No obstante, porque existen algunas
parejas que viven en armonía,
debemos empeñarnos para
formar parte también de
esa minoría privilegiada.
Hoy quiero dedicarme a un aspecto
esencial de las buenas relaciones
amorosas, que es el desarrollo
de la confianza recíproca.
Amar implica depender, estar en
manos de otra persona. Ésta
tiene, más que nadie, el
poder de hacernos sufrir. Le basta
querer hacernos daño y
lo conseguirá, con una
simple palabra o gesto. Si quisiere
hacernos sentir inseguridad, no
tendrá problema alguno.
Se hace más que evidente
que, cuando una persona ama a
alguien que no se empeña
en despertar la sensación
de confianza y de lealtad, llegará
a padecer mucho. Se sentirá
permanentemente amenazada, tendrá
celos de todo y de todos. Amar
a alguien que no nos transmite
confianza es, pues, una irresponsabilidad
para consigo mismo. Es una osadía,
una ingenuidad y una gran demostración
de inmadurez emocional - o signo
de que se siente satisfacción
con el sufrimiento.
En
general las personas se colocan
en esa condición en virtud
de haberse encantado con alguien
que, de hecho, no da muestras
de ser digno de confianza. Aceptan
esa actitud egoísta del
amado imaginando que sea una fase,
un período doloroso que
llegará a pasar con el
tiempo. Hacen todo para demostrar
su amor, para cautivar al otro
y esperan que esto haga que finalmente
él se rinda, y se entregue
de cuerpo y alma también
a la relación afectiva.
Se acaba por componer una especie
de desafío, en que aquél
que no es de confiar nota que
recibe más atenciones y
cariño exactamente por
actuar de esa forma. Con esto
se perpetúa la situación
y me parece tontería considerar
que el futuro será distinto
del presente.
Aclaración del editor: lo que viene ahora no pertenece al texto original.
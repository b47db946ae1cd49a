mod api;
mod config;
mod database;
mod middleware;
mod models;
mod services;
mod utils;

use actix_cors::Cors;
use actix_files::Files;
use actix_web::{middleware::Logger, web, App, HttpResponse, HttpServer};
use dotenv::dotenv;
use utoipa::OpenApi;
use utoipa_swagger_ui::SwaggerUi;

use crate::config::Config;
use crate::utils::blacklist::TokenBlacklist;

#[actix_web::main]
async fn main() -> std::io::Result<()> {
    // Load environment variables
    dotenv().ok();

    // Initialize logger
    env_logger::init_from_env(env_logger::Env::new().default_filter_or("info"));

    let config = Config::from_env();

    log::info!("🚀 Starting StudyHub Service...");

    // The uploads root must exist before multipart intake and static serving
    std::fs::create_dir_all(&config.upload_dir)?;

    // Initialize MongoDB connection
    let db = database::MongoDB::new(&config.mongo_uri)
        .await
        .expect("Failed to connect to MongoDB");

    log::info!("✅ MongoDB connected successfully");

    let db_data = web::Data::new(db);
    let blacklist = web::Data::new(TokenBlacklist::new());
    let config_data = web::Data::new(config.clone());

    log::info!("🌐 Server starting on {}:{}", config.host, config.port);
    log::info!(
        "📚 Swagger UI available at: http://{}:{}/swagger-ui/",
        config.host,
        config.port
    );

    let bind_addr = format!("{}:{}", config.host, config.port);
    let api_base = config.api_base.clone();
    let upload_dir = config.upload_dir.clone();
    let client_url = config.client_url.clone();

    // Start HTTP server
    HttpServer::new(move || {
        let cors = Cors::default()
            .allowed_origin(&client_url)
            .allowed_methods(vec!["GET", "POST", "PUT", "DELETE", "OPTIONS"])
            .allowed_headers(vec![
                actix_web::http::header::AUTHORIZATION,
                actix_web::http::header::CONTENT_TYPE,
                actix_web::http::header::ACCEPT,
            ])
            .max_age(3600);

        // Generate OpenAPI specification
        let openapi = api::swagger::ApiDoc::openapi();

        // Body parse failures answer with the same JSON {message} shape as
        // every other error
        let json_config = web::JsonConfig::default().error_handler(|err, _req| {
            let message = err.to_string();
            actix_web::error::InternalError::from_response(
                err,
                HttpResponse::BadRequest().json(serde_json::json!({ "message": message })),
            )
            .into()
        });

        App::new()
            .app_data(db_data.clone())
            .app_data(blacklist.clone())
            .app_data(config_data.clone())
            .app_data(json_config)
            .wrap(cors)
            .wrap(middleware::SecurityHeaders)
            .wrap(Logger::default())
            .service(
                SwaggerUi::new("/swagger-ui/{_:.*}").url("/api-docs/openapi.json", openapi.clone()),
            )
            // Health check
            .route("/health", web::get().to(api::health::health_check))
            .service(
                web::scope(&api_base)
                    // Auth endpoints
                    .route("/auth/signup", web::post().to(api::auth::signup))
                    .route("/auth/login", web::post().to(api::auth::login))
                    .route("/auth/verify-email", web::post().to(api::auth::verify_email))
                    .service(
                        web::resource("/auth/logout")
                            .wrap(middleware::auth::UserAuth)
                            .route(web::post().to(api::auth::logout)),
                    )
                    .service(
                        web::resource("/user/profile")
                            .wrap(middleware::auth::UserAuth)
                            .route(web::get().to(api::auth::profile)),
                    )
                    // Admin auth
                    .route("/auth/admin/signup", web::post().to(api::auth::admin_signup))
                    .route("/auth/admin/login", web::post().to(api::auth::admin_login))
                    .route("/auth/admin/verify", web::get().to(api::auth::admin_verify))
                    // Alumni management (admin token required)
                    .service(
                        web::scope("/admin/alumni")
                            .wrap(middleware::auth::AdminAuth)
                            .route("", web::get().to(api::alumni::list_admin))
                            .route("", web::post().to(api::alumni::create))
                            .route("/{id}", web::put().to(api::alumni::update))
                            .route("/{id}", web::delete().to(api::alumni::delete)),
                    )
                    // Public alumni listing
                    .route("/alumni", web::get().to(api::alumni::list_public))
                    // Study resources
                    .route("/upload/pdf", web::post().to(api::resources::upload_pdf))
                    .route("/pdfs", web::get().to(api::resources::list_pdfs))
                    .route(
                        "/uploads/pdfs",
                        web::get().to(api::resources::list_uploaded_pdfs),
                    ),
            )
            // Stored PDFs served as static files
            .service(Files::new("/uploads", upload_dir.clone()))
    })
    .bind(bind_addr)?
    .run()
    .await
}
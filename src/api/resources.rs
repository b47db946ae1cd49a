use actix_multipart::{Field, Multipart};
use actix_web::{web, HttpResponse};
use chrono::Utc;
use futures::TryStreamExt;
use std::io::Write;
use std::path::{Path, PathBuf};

use crate::{
    config::Config,
    database::MongoDB,
    services::resource_service,
    services::resource_service::ResourceFilters,
    utils::error::AppError,
};

// Collects a text part of the multipart form
async fn text_value(field: &mut Field) -> Result<String, AppError> {
    let mut data = Vec::new();
    while let Some(chunk) = field
        .try_next()
        .await
        .map_err(|e| AppError::Validation(format!("Malformed multipart field: {}", e)))?
    {
        data.extend_from_slice(&chunk);
    }
    String::from_utf8(data)
        .map_err(|_| AppError::Validation("Malformed multipart field".to_string()))
}

// Streams the file part into the uploads root under its timestamped name.
// The classified move happens after the form is fully validated.
async fn save_temp_file(
    field: &mut Field,
    uploads_root: &Path,
) -> Result<(PathBuf, String), AppError> {
    let original = field
        .content_disposition()
        .get_filename()
        .unwrap_or("upload.pdf")
        .to_string();
    let filename = resource_service::stamped_filename(&original, Utc::now().timestamp_millis());
    let temp_path = uploads_root.join(&filename);

    std::fs::create_dir_all(uploads_root)
        .map_err(|e| AppError::Internal(format!("Failed to create uploads directory: {}", e)))?;

    let mut file = std::fs::File::create(&temp_path)
        .map_err(|e| AppError::Internal(format!("Failed to create upload file: {}", e)))?;

    while let Some(chunk) = field
        .try_next()
        .await
        .map_err(|e| AppError::Internal(format!("Upload stream error: {}", e)))?
    {
        file = web::block(move || file.write_all(&chunk).map(|_| file))
            .await
            .map_err(|e| AppError::Internal(format!("Upload write failed: {}", e)))?
            .map_err(|e| AppError::Internal(format!("Upload write failed: {}", e)))?;
    }

    Ok((temp_path, filename))
}

#[utoipa::path(
    post,
    path = "/api/upload/pdf",
    tag = "Resources",
    responses(
        (status = 201, description = "File stored under its branch/semester/category directory"),
        (status = 400, description = "Missing classification fields or file"),
        (status = 500, description = "Directory creation or file move failed")
    )
)]
pub async fn upload_pdf(
    db: web::Data<MongoDB>,
    config: web::Data<Config>,
    mut payload: Multipart,
) -> HttpResponse {
    log::info!("📤 POST /upload/pdf");

    let uploads_root = PathBuf::from(&config.upload_dir);

    let mut branch: Option<String> = None;
    let mut semester: Option<String> = None;
    let mut category: Option<String> = None;
    let mut saved: Option<(PathBuf, String)> = None;

    while let Ok(Some(mut field)) = payload.try_next().await {
        let name = field.name().to_string();
        match name.as_str() {
            "branch" | "semester" | "category" => {
                let value = match text_value(&mut field).await {
                    Ok(value) => value,
                    Err(e) => return e.to_response(),
                };
                match name.as_str() {
                    "branch" => branch = Some(value),
                    "semester" => semester = Some(value),
                    _ => category = Some(value),
                }
            }
            "pdf" => {
                saved = match save_temp_file(&mut field, &uploads_root).await {
                    Ok(parts) => Some(parts),
                    Err(e) => return e.to_response(),
                };
            }
            _ => {
                // Unknown parts are drained and ignored
                while let Ok(Some(_)) = field.try_next().await {}
            }
        }
    }

    let (branch, semester, category) = match (branch, semester, category) {
        (Some(b), Some(s), Some(c)) if !b.is_empty() && !s.is_empty() && !c.is_empty() => (b, s, c),
        _ => {
            return AppError::Validation("Missing branch, semester, or category".to_string())
                .to_response()
        }
    };

    let (temp_path, filename) = match saved {
        Some(parts) => parts,
        None => return AppError::Validation("No file uploaded".to_string()).to_response(),
    };

    match resource_service::finalize_upload(
        &db,
        &uploads_root,
        &temp_path,
        &filename,
        &branch,
        &semester,
        &category,
    )
    .await
    {
        Ok(resource) => HttpResponse::Created().json(serde_json::json!({
            "message": "File uploaded successfully",
            "file": resource.filename,
            "path": resource.path,
        })),
        Err(e) => {
            log::error!("❌ Error saving file: {}", e);
            e.to_response()
        }
    }
}

#[utoipa::path(
    get,
    path = "/api/pdfs",
    tag = "Resources",
    params(
        ("branch" = Option<String>, Query, description = "Normalized branch code"),
        ("semester" = Option<String>, Query, description = "Semester number"),
        ("category" = Option<String>, Query, description = "Resource category")
    ),
    responses(
        (status = 200, description = "Resource records matching the filters")
    )
)]
pub async fn list_pdfs(
    db: web::Data<MongoDB>,
    query: web::Query<ResourceFilters>,
) -> HttpResponse {
    log::info!("📄 GET /pdfs - filters: {:?}", query);

    match resource_service::list_resources(&db, &query).await {
        Ok(resources) => HttpResponse::Ok().json(resources),
        Err(e) => {
            log::error!("❌ Error fetching PDFs: {}", e);
            e.to_response()
        }
    }
}

/// Filesystem-scan variant of the listing; walks the uploads tree instead of
/// querying the database.
pub async fn list_uploaded_pdfs(
    config: web::Data<Config>,
    query: web::Query<ResourceFilters>,
) -> HttpResponse {
    log::info!("📄 GET /uploads/pdfs - filters: {:?}", query);

    let uploads_root = PathBuf::from(&config.upload_dir);
    let filters = query.into_inner();

    match web::block(move || resource_service::scan_uploads(&uploads_root, &filters)).await {
        Ok(pdfs) => HttpResponse::Ok().json(pdfs),
        Err(e) => AppError::Internal(format!("Failed to scan uploads: {}", e)).to_response(),
    }
}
A fin de cuentas,
aquel que no se entrega al amor,
acaba por ser altamente recompensado
por ello y no tendrá tendencia
alguna a alterar su actitud.
Cuando
la "magia" del encantamiento amoroso
no viene acompañada de
la "magia" de la confianza, la
persona está puesta en
una situación muy difícil,
en la cual el sufrimiento y la
inseguridad serán las emociones
más constantes. Y esa "magia"
de la confianza ¿de dónde
viene? De varios factores, siendo
que el primero de ellos depende
del comportamiento de la persona
amada. No nos es posible confiar
en una persona que miente, a menos
que queramos ser ilusos e intentemos
encontrar disculpas para no perder
el encantamiento por ella. No
nos es posible confiar en personas
cuyo comportamiento no está
de acuerdo con sus palabras y
con sus afirmaciones. Es más,
cuando el discurso no combina
con las actitudes, pienso que
debemos tomar a estas últimas
como expresión de la verdadera
naturaleza de la persona. No es
posible que confiemos en personas
que cambian de opinión
con la misma velocidad con que
nos cambiamos de ropa. Es evidente
que todos nosotros, a lo largo
de los años, actualizamos
nuestros puntos de vista. Sin
embargo, creer en ciertos conceptos
en un día - ante ciertas
personas - y defender conceptos
opuestos al otro día -
ante otras personas - significa
que no se tiene opinión
firme acerca de nada y que se
quiere tan sólo quedar
bien con todo el mundo. Amar a
una persona así es, desde
el punto de vista de la auto-preservación,
una temeridad.
La
capacidad de confiar depende también
de cómo funciona el mundo
interior de aquel que ama y no
apenas de la forma de ser y de
actuar del amado. No son raras
las personas que no consiguen
desarrollar la sensación
de confianza en virtud de una
auto-estima muy baja. Desconfían
de la capacidad que tienen de
despertar y conservar el amor
de la otra persona: se sienten
inseguras, les parece que en cualquier
momento pueden ser sustituidas
por criaturas más atrayentes
y ricas en encantos. Y, lo que
es más grave, se sienten
así incluso cuando reciben
señales constantes, coherentes
y persistentes de lealtad por
parte de la persona amada. En
estos casos, no hay nada que ésta
pueda hacer para atenuar el malestar
de aquéllas, cuya única
salida es una seria inmersión
interior en busca de rescatar
la auto-estima y la auto-confianza
perdidas en algún lugar
del pasado.
Finalmente,
para que una persona desarrolle
la capacidad de confiar es necesario
que ella misma sea una criatura
digna de confianza. Solemos evaluar
a las otras personas tomando como
base nuestra propia manera de
ser. Si nos sabemos mentirosos,
capaces de deslealtad y de falta
de respeto a los demás
¿cómo tener la seguridad
de que las otras personas no harán
lo mismo con nosotros? Sólo
aquel que tiene firmeza interior,
que tiene confianza en sí
mismo en el sentido de respetar
las reglas de conducta en las
que cree, puede imaginar que existan
personas en condiciones de actuar
de la misma forma. Si la felicidad
sentimental depende del establecimiento
de la confianza recíproca,
ella será, pues, un privilegio
de las personas íntegras
y de carácter.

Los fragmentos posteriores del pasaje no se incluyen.